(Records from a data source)
+++

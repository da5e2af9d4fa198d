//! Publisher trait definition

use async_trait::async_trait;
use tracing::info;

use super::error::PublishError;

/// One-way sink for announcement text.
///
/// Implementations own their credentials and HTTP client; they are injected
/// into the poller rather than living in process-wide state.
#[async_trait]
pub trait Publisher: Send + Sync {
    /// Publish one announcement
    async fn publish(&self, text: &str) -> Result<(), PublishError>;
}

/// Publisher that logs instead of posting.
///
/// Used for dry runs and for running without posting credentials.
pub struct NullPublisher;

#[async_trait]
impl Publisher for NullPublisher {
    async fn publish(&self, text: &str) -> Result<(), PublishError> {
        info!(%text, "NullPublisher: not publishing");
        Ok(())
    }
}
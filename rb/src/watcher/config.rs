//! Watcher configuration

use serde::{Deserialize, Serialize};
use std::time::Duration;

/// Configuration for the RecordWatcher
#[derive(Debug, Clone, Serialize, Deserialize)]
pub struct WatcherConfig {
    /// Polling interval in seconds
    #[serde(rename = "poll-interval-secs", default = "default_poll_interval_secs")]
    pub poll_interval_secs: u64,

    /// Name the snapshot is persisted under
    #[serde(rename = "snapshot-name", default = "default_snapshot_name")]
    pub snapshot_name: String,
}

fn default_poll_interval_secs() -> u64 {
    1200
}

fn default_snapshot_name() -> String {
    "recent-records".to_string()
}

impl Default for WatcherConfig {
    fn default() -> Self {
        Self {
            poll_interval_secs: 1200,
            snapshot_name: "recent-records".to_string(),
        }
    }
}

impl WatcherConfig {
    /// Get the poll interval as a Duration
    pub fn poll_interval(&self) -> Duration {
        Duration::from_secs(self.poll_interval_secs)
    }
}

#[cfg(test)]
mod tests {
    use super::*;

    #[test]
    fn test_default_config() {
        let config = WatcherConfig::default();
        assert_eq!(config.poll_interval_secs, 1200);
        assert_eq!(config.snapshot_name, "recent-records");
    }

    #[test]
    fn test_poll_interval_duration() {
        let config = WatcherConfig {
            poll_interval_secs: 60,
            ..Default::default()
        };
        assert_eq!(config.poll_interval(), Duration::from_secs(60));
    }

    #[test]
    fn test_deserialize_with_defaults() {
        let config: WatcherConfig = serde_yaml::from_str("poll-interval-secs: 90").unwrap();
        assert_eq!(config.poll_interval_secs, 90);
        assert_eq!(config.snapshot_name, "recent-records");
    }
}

+++

Search the entries for the word "super". Copy each line where it appears.

use super::error::PublishError;
    use super::*;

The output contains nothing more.